The only difference that makes any difference is the rate of pay, the demand for rides, and the ability to earn more money per ride.


----------



## SFOspeedracer (Jun 25, 2019)

Rosalita said:


> I seldom have a pax with a photo anymore. Asked Lyft to make posting a photo an account requirement for driver and pax safety. You would have thought I was asking them to cut off their right arms.
> 
> The only difference that makes any difference is the rate of pay, the demand for rides, and the ability to earn more money per ride.


I agree. There needs to be a platform overhaul, especially for Lyft


----------



## KenLV (Jun 23, 2017)

I get asked "Which is better?" "Which pays better?" "Which do you like driving for more?" etc... all the time.

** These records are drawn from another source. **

//! Loaded handler instances and trigger dispatch.

use std::any::Any;
use std::collections::HashMap;
use std::panic::{AssertUnwindSafe, catch_unwind};
use tokio::sync::mpsc;
use tracing::{debug, error, info, warn};

use super::{Plugin, PluginCatalog, PluginOutput, PluginSender};
use crate::error::PluginError;
use crate::metrics;
use crate::storage::ModuleDescriptor;
use crate::telemetry::spans;

/// Reply sent to the channel when a command handler fails.
pub const COMMAND_FAILED_REPLY: &str = "Error executing command.";

/// Characters that mark a message as a command.
pub const COMMAND_PREFIXES: &[char] = &['!', '@', '#'];

/// Dispatch key for a stored trigger: leading prefix characters stripped,
/// lower-cased.
pub fn normalize_trigger(trigger: &str) -> String {
    trigger
        .trim()
        .trim_start_matches(COMMAND_PREFIXES)
        .to_lowercase()
}

/// Split a command line into `(command, args)`.
///
/// `None` when the text does not start with a prefix character or has no
/// command word after it.
pub fn parse_command(text: &str) -> Option<(String, Vec<String>)> {
    if !text.starts_with(COMMAND_PREFIXES) {
        return None;
    }
    let mut words = text.split_whitespace();
    let command = normalize_trigger(words.next()?);
    if command.is_empty() {
        return None;
    }
    Some((command, words.map(str::to_string).collect()))
}

fn panic_message(payload: &(dyn Any + Send)) -> String {
    if let Some(s) = payload.downcast_ref::<&str>() {
        (*s).to_string()
    } else if let Some(s) = payload.downcast_ref::<String>() {
        s.clone()
    } else {
        "non-string panic payload".to_string()
    }
}

struct LoadedPlugin {
    descriptor: ModuleDescriptor,
    trigger: String,
    instance: Box<dyn Plugin>,
}

impl LoadedPlugin {
    /// Run one handler call with panics converted to errors.
    fn call<F>(&mut self, stage: &'static str, f: F) -> Result<(), PluginError>
    where
        F: FnOnce(&mut dyn Plugin) -> Result<(), PluginError>,
    {
        let span = spans::plugin(self.descriptor.id, &self.descriptor.name, stage);
        let _enter = span.enter();

        let instance = self.instance.as_mut();
        let outcome = catch_unwind(AssertUnwindSafe(|| f(instance)))
            .unwrap_or_else(|payload| Err(PluginError::Panicked(panic_message(payload.as_ref()))));

        if let Err(e) = &outcome {
            error!(
                module_id = self.descriptor.id,
                module = %self.descriptor.name,
                stage,
                code = e.error_code(),
                error = %e,
                "Plugin failed"
            );
            metrics::record_plugin_failure(stage);
        }
        outcome
    }
}

/// The set of loaded handlers.
///
/// Owned by the session actor. Instances are kept in load order; the
/// trigger table maps a normalized trigger to the module that answers it.
pub struct PluginRegistry {
    catalog: PluginCatalog,
    outputs: mpsc::UnboundedSender<PluginOutput>,
    loaded: Vec<LoadedPlugin>,
    triggers: HashMap<String, i64>,
}

impl PluginRegistry {
    pub fn new(catalog: PluginCatalog, outputs: mpsc::UnboundedSender<PluginOutput>) -> Self {
        Self {
            catalog,
            outputs,
            loaded: Vec::new(),
            triggers: HashMap::new(),
        }
    }

    fn construct(&self, descriptor: &ModuleDescriptor) -> Result<LoadedPlugin, PluginError> {
        let sender = PluginSender::new(descriptor.id, self.outputs.clone());
        let instance = catch_unwind(AssertUnwindSafe(|| self.catalog.construct(descriptor, sender)))
            .unwrap_or_else(|payload| Err(PluginError::Panicked(panic_message(payload.as_ref()))))?;
        Ok(LoadedPlugin {
            descriptor: descriptor.clone(),
            trigger: normalize_trigger(&descriptor.trigger),
            instance,
        })
    }

    fn construct_logged(&self, descriptor: &ModuleDescriptor) -> Option<LoadedPlugin> {
        match self.construct(descriptor) {
            Ok(plugin) => Some(plugin),
            Err(e) => {
                error!(
                    module_id = descriptor.id,
                    module = %descriptor.name,
                    kind = %descriptor.kind,
                    code = e.error_code(),
                    error = %e,
                    "Failed to load module"
                );
                metrics::record_plugin_failure("load");
                None
            }
        }
    }

    fn rebuild_triggers(&mut self) {
        self.triggers.clear();
        for plugin in &self.loaded {
            if plugin.trigger.is_empty() {
                continue;
            }
            if let Some(previous) = self.triggers.insert(plugin.trigger.clone(), plugin.descriptor.id)
                && previous != plugin.descriptor.id
            {
                warn!(
                    trigger = %plugin.trigger,
                    replaced = previous,
                    module_id = plugin.descriptor.id,
                    "Duplicate trigger; last loaded module wins"
                );
            }
        }
    }

    fn retire(mut plugin: LoadedPlugin) {
        let _ = plugin.call("cleanup", |p| p.cleanup());
        debug!(module_id = plugin.descriptor.id, module = %plugin.descriptor.name, "Module unloaded");
    }

    /// Replace every loaded instance with fresh ones built from `descriptors`.
    ///
    /// Disabled descriptors are skipped and a descriptor that fails to
    /// construct is left out. Returns how many modules are loaded.
    pub fn load(&mut self, descriptors: Vec<ModuleDescriptor>) -> usize {
        let fresh: Vec<LoadedPlugin> = descriptors
            .iter()
            .filter(|d| d.enabled)
            .filter_map(|d| self.construct_logged(d))
            .collect();

        let old = std::mem::replace(&mut self.loaded, fresh);
        self.rebuild_triggers();
        for plugin in old {
            Self::retire(plugin);
        }

        info!(loaded = self.loaded.len(), requested = descriptors.len(), "Modules loaded");
        self.loaded.len()
    }

    /// Reload one module from its current descriptor.
    ///
    /// `None` or a disabled descriptor unloads it. The replacement is built
    /// before the old instance is touched, so a failed construction leaves
    /// the old instance loaded.
    pub fn reload_module(&mut self, id: i64, descriptor: Option<ModuleDescriptor>) -> Result<(), PluginError> {
        let Some(descriptor) = descriptor.filter(|d| d.enabled) else {
            self.unload_module(id);
            return Ok(());
        };

        let fresh = self.construct(&descriptor)?;
        match self.loaded.iter().position(|p| p.descriptor.id == id) {
            Some(index) => {
                let old = std::mem::replace(&mut self.loaded[index], fresh);
                self.rebuild_triggers();
                Self::retire(old);
            }
            None => {
                self.loaded.push(fresh);
                self.rebuild_triggers();
            }
        }
        info!(module_id = id, module = %descriptor.name, "Module reloaded");
        Ok(())
    }

    /// Returns whether the module was loaded.
    pub fn unload_module(&mut self, id: i64) -> bool {
        let Some(index) = self.loaded.iter().position(|p| p.descriptor.id == id) else {
            return false;
        };
        let plugin = self.loaded.remove(index);
        self.rebuild_triggers();
        Self::retire(plugin);
        true
    }

    /// Unload everything.
    pub fn clear(&mut self) {
        self.triggers.clear();
        for plugin in std::mem::take(&mut self.loaded) {
            Self::retire(plugin);
        }
    }

    pub fn len(&self) -> usize {
        self.loaded.len()
    }

    pub fn is_empty(&self) -> bool {
        self.loaded.is_empty()
    }

    pub fn loaded_ids(&self) -> Vec<i64> {
        self.loaded.iter().map(|p| p.descriptor.id).collect()
    }

    /// Module answering `trigger`, if any.
    pub fn trigger_owner(&self, trigger: &str) -> Option<i64> {
        self.triggers.get(&normalize_trigger(trigger)).copied()
    }

    /// Route a command line to the module owning its trigger.
    ///
    /// Returns whether a module was found; a handler failure still counts
    /// as handled and queues [`COMMAND_FAILED_REPLY`] for the channel.
    pub fn dispatch_command(&mut self, text: &str, channel: &str, user: &str) -> bool {
        let Some((command, args)) = parse_command(text) else {
            return false;
        };
        let Some(id) = self.triggers.get(&command).copied() else {
            return false;
        };
        let Some(plugin) = self.loaded.iter_mut().find(|p| p.descriptor.id == id) else {
            return false;
        };
        debug!(module_id = id, command = %command, channel, user, "Dispatching command");
        if plugin
            .call("command", |p| p.handle_command(&command, &args, channel, user))
            .is_err()
        {
            let _ = self.outputs.send(PluginOutput {
                module_id: id,
                target: channel.to_string(),
                text: COMMAND_FAILED_REPLY.to_string(),
            });
        }
        true
    }

    /// Offer a channel message to every loaded module in load order.
    pub fn dispatch_message(&mut self, channel: &str, user: &str, text: &str) {
        for plugin in &mut self.loaded {
            let _ = plugin.call("message", |p| p.handle_message(channel, user, text));
        }
    }
}

impl Drop for PluginRegistry {
    fn drop(&mut self) {
        self.clear();
    }
}
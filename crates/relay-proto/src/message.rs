//! Owned IRC messages and the nom line parser.
//!
//! ```text
//! [@tags] [:prefix] <command> [params...] [:trailing]
//! ```

use std::fmt;
use std::str::FromStr;

use nom::{
    bytes::complete::{take_till1, take_until, take_while1},
    character::complete::{char, space0},
    combinator::opt,
    sequence::preceded,
    IResult,
};

use crate::error::ProtocolError;
use crate::prefix::Prefix;

/// RFC 2812 caps a message at 15 parameters.
const MAX_PARAMS: usize = 15;

/// Bytes of text per PRIVMSG chunk; leaves room for the source prefix the
/// server prepends when relaying.
pub const MAX_TEXT_BYTES: usize = 400;

/// One IRC line.
#[derive(Clone, Debug, PartialEq, Eq)]
pub struct Message {
    /// Raw IRCv3 tag section without the leading `@`. The relay never
    /// interprets tags; they are preserved for logging.
    pub tags: Option<String>,
    pub prefix: Option<Prefix>,
    /// Upper-cased command or three-digit numeric.
    pub command: String,
    pub params: Vec<String>,
}

impl Message {
    pub fn new<I, S>(command: &str, params: I) -> Self
    where
        I: IntoIterator<Item = S>,
        S: Into<String>,
    {
        Self {
            tags: None,
            prefix: None,
            command: command.to_ascii_uppercase(),
            params: params.into_iter().map(Into::into).collect(),
        }
    }

    pub fn with_prefix(mut self, prefix: Prefix) -> Self {
        self.prefix = Some(prefix);
        self
    }

    /// Parameter at `idx`, if present.
    pub fn param(&self, idx: usize) -> Option<&str> {
        self.params.get(idx).map(String::as_str)
    }

    /// Last parameter; for most commands the free-text trailing part.
    pub fn trailing(&self) -> Option<&str> {
        self.params.last().map(String::as_str)
    }

    /// Nick of the user that sent this message.
    pub fn source_nick(&self) -> Option<&str> {
        self.prefix.as_ref().and_then(Prefix::nick)
    }

    // ------------------------------------------------------------------
    // Builders for the commands a client session sends
    // ------------------------------------------------------------------

    pub fn nick(nick: &str) -> Self {
        Self::new("NICK", [nick])
    }

    pub fn user(username: &str, realname: &str) -> Self {
        Self::new("USER", [username, "0", "*", realname])
    }

    pub fn pong(token: &str) -> Self {
        Self::new("PONG", [token])
    }

    pub fn join(channel: &str) -> Self {
        Self::new("JOIN", [channel])
    }

    pub fn part(channel: &str, reason: Option<&str>) -> Self {
        match reason {
            Some(reason) => Self::new("PART", [channel, reason]),
            None => Self::new("PART", [channel]),
        }
    }

    pub fn privmsg(target: &str, text: &str) -> Self {
        Self::new("PRIVMSG", [target, text])
    }

    /// `TOPIC #chan` queries, `TOPIC #chan :text` sets.
    pub fn topic(channel: &str, text: Option<&str>) -> Self {
        match text {
            Some(text) => Self::new("TOPIC", [channel, text]),
            None => Self::new("TOPIC", [channel]),
        }
    }

    pub fn kick(channel: &str, nick: &str, reason: &str) -> Self {
        Self::new("KICK", [channel, nick, reason])
    }

    pub fn mode(target: &str, modes: &str) -> Self {
        Self::new("MODE", [target, modes])
    }

    pub fn names(channel: &str) -> Self {
        Self::new("NAMES", [channel])
    }

    pub fn quit(reason: &str) -> Self {
        Self::new("QUIT", [reason])
    }
}

/// Whether `target` names a channel rather than a nick.
pub fn is_channel_name(target: &str) -> bool {
    matches!(target.chars().next(), Some('#' | '&' | '+' | '!'))
}

/// Split outgoing text into PRIVMSG-sized lines.
///
/// Embedded newlines start a new line, blank lines are dropped, and long
/// lines are cut on a char boundary, preferring the last space.
pub fn split_text(text: &str) -> Vec<String> {
    let mut out = Vec::new();
    for line in text.lines() {
        let mut rest = line.trim_end();
        while rest.len() > MAX_TEXT_BYTES {
            let mut cut = MAX_TEXT_BYTES;
            while !rest.is_char_boundary(cut) {
                cut -= 1;
            }
            if let Some(space) = rest[..cut].rfind(' ').filter(|&i| i > 0) {
                cut = space;
            }
            out.push(rest[..cut].to_string());
            rest = rest[cut..].trim_start();
        }
        if !rest.trim().is_empty() {
            out.push(rest.to_string());
        }
    }
    out
}

// ----------------------------------------------------------------------
// Parsing
// ----------------------------------------------------------------------

fn parse_tags(input: &str) -> IResult<&str, &str> {
    preceded(char('@'), take_until(" "))(input)
}

fn parse_prefix(input: &str) -> IResult<&str, &str> {
    preceded(char(':'), take_till1(|c| c == ' '))(input)
}

/// `1*letter / 3digit`
fn parse_command(input: &str) -> IResult<&str, &str> {
    take_while1(|c: char| c.is_ascii_alphanumeric())(input)
}

fn valid_command(cmd: &str) -> bool {
    cmd.bytes().all(|b| b.is_ascii_alphabetic())
        || (cmd.len() == 3 && cmd.bytes().all(|b| b.is_ascii_digit()))
}

fn parse_params(mut rest: &str) -> Vec<String> {
    let mut params = Vec::new();
    loop {
        rest = rest.trim_start_matches(' ');
        if rest.is_empty() {
            break;
        }
        if let Some(trailing) = rest.strip_prefix(':') {
            params.push(trailing.to_string());
            break;
        }
        if params.len() == MAX_PARAMS - 1 {
            // Anything past the 14th middle param is one final param.
            params.push(rest.to_string());
            break;
        }
        let end = rest.find(' ').unwrap_or(rest.len());
        params.push(rest[..end].to_string());
        rest = &rest[end..];
    }
    params
}

impl FromStr for Message {
    type Err = ProtocolError;

    fn from_str(line: &str) -> Result<Self, Self::Err> {
        let line = line.trim_end_matches(['\r', '\n']);
        if line.trim().is_empty() {
            return Err(ProtocolError::EmptyLine);
        }

        let invalid = || ProtocolError::InvalidCommand(line.to_string());

        let (input, tags) = opt(parse_tags)(line).map_err(|_| invalid())?;
        let (input, _) = space0::<_, nom::error::Error<&str>>(input).map_err(|_| invalid())?;
        let (input, prefix) = opt(parse_prefix)(input).map_err(|_| invalid())?;
        let (input, _) = space0::<_, nom::error::Error<&str>>(input).map_err(|_| invalid())?;
        let (input, command) = parse_command(input).map_err(|_| invalid())?;

        if !valid_command(command) || !(input.is_empty() || input.starts_with(' ')) {
            return Err(invalid());
        }

        Ok(Message {
            tags: tags.map(str::to_string),
            prefix: prefix.map(Prefix::parse),
            command: command.to_ascii_uppercase(),
            params: parse_params(input),
        })
    }
}

impl fmt::Display for Message {
    fn fmt(&self, f: &mut fmt::Formatter<'_>) -> fmt::Result {
        if let Some(tags) = &self.tags {
            write!(f, "@{tags} ")?;
        }
        if let Some(prefix) = &self.prefix {
            write!(f, ":{prefix} ")?;
        }
        f.write_str(&self.command)?;

        let Some((last, middle)) = self.params.split_last() else {
            return Ok(());
        };
        for param in middle {
            write!(f, " {param}")?;
        }
        if last.is_empty() || last.contains(' ') || last.starts_with(':') {
            write!(f, " :{last}")
        } else {
            write!(f, " {last}")
        }
    }
}

#[cfg(test)]
mod tests {
    use super::*;

    #[test]
    fn parses_privmsg_with_prefix() {
        let msg: Message = ":alice!a@host PRIVMSG #rust :hello there\r\n".parse().unwrap();
        assert_eq!(msg.command, "PRIVMSG");
        assert_eq!(msg.source_nick(), Some("alice"));
        assert_eq!(msg.params, vec!["#rust", "hello there"]);
    }

    #[test]
    fn parses_tags_and_numeric() {
        let msg: Message = "@time=2024-01-01T00:00:00Z :irc.test 353 bot = #c :@op +v plain"
            .parse()
            .unwrap();
        assert_eq!(msg.tags.as_deref(), Some("time=2024-01-01T00:00:00Z"));
        assert_eq!(msg.prefix, Some(Prefix::Server("irc.test".into())));
        assert_eq!(msg.command, "353");
        assert_eq!(msg.trailing(), Some("@op +v plain"));
    }

    #[test]
    fn lowercase_command_is_normalized() {
        let msg: Message = "ping :token".parse().unwrap();
        assert_eq!(msg.command, "PING");
        assert_eq!(msg.param(0), Some("token"));
    }

    #[test]
    fn rejects_garbage() {
        assert!(matches!("".parse::<Message>(), Err(ProtocolError::EmptyLine)));
        assert!("   ".parse::<Message>().is_err());
        assert!(":onlyprefix".parse::<Message>().is_err());
        assert!("12 foo".parse::<Message>().is_err());
        assert!("PRIV-MSG x".parse::<Message>().is_err());
    }

    #[test]
    fn collapses_extra_spaces_between_params() {
        let msg: Message = "MODE  #c   +o    nick".parse().unwrap();
        assert_eq!(msg.params, vec!["#c", "+o", "nick"]);
    }

    #[test]
    fn display_adds_trailing_colon_when_needed() {
        assert_eq!(
            Message::privmsg("#c", "two words").to_string(),
            "PRIVMSG #c :two words"
        );
        assert_eq!(Message::join("#c").to_string(), "JOIN #c");
        assert_eq!(Message::topic("#c", Some("")).to_string(), "TOPIC #c :");
        assert_eq!(
            Message::user("relay", "Relay Bot").to_string(),
            "USER relay 0 * :Relay Bot"
        );
    }

    #[test]
    fn channel_names() {
        assert!(is_channel_name("#rust"));
        assert!(is_channel_name("&local"));
        assert!(!is_channel_name("alice"));
        assert!(!is_channel_name(""));
    }

    #[test]
    fn split_text_handles_newlines_and_length() {
        assert_eq!(split_text("one\n\ntwo\n"), vec!["one", "two"]);

        let long = "word ".repeat(200);
        let chunks = split_text(&long);
        assert!(chunks.len() > 1);
        assert!(chunks.iter().all(|c| c.len() <= MAX_TEXT_BYTES));
        assert!(chunks.iter().all(|c| !c.starts_with(' ')));
    }
}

I always answer with some variation of the following:

"Honestly, though they both would like the public to think they're different, for us, they're pretty much the same. Regardless of how much they're charging you, they both pay just 60 cents a mile for X/regular Lyft - that barely covers a driver's operating expenses. So my income pretty much comes from tips. Since this is how I pay my bills, what really matters is which riders tip better and I find that Uber/Lyft (choose one) passengers tip better."


----------



## 1.5xorbust (Nov 22, 2017)

Obviously none of those ten drivers has been in an accident or the $1500 difference in deductible would have been mentioned.


----------



## YouBeer (May 10, 2017)

The Gift of Fish said:


> In next week's issue, Business Insider asks:
> 
> How's it going? Is it busy tonight?


Follow up article to that will be:
'Hows Traffic?'


----------



## Jimnmel (May 25, 2019)

*"Lyft sometimes adds passengers to my queue without asking."*

This one was spot on! I really hate when Lyft does this. Every time it happens I will cancel those riders. I want to know at least something about what I am going to pick up. If it is a Shared ride, low rated passenger, maybe sometimes a long ride, I don't want it. There is no telling what you will end up with when you just accept whatever they add to your que.


----------



## New2This (Dec 27, 2015)

Roger and James must be new. Or Uber shills


----------



## Fat Man (May 17, 2019)

First off these people NEED to go drive both platforms in different markets to see for themselves! Asking 10 people doesn't tell them squat about anything about safety features one has over the other or which one is better over the other. People are biased. Such as which one sends them out of their way due to application issues and how frustrating it is for the driver AND the passenger. Take the Phoenix market I am in for example. One app that has outdated maps makes a pax wait 5 min longer in 110 degree heat over the other. That is HUGE for the experience. Don't get me wrong, both companies have issues driving for them. However, if you are going to tell the story, YOU NEED TO EXPERIENCE it and write about it first hand.


----------



## mbd (Aug 27, 2018)




----------



## itendstonight (Feb 10, 2019)

Rosalita said:


> I seldom have a pax with a photo anymore. Asked Lyft to make posting a photo an account requirement for driver and pax safety. You would have thought I was asking them to cut off their right arms.
> 
> The only difference that makes any difference is the rate of pay, the demand for rides, and the ability to earn more money per ride.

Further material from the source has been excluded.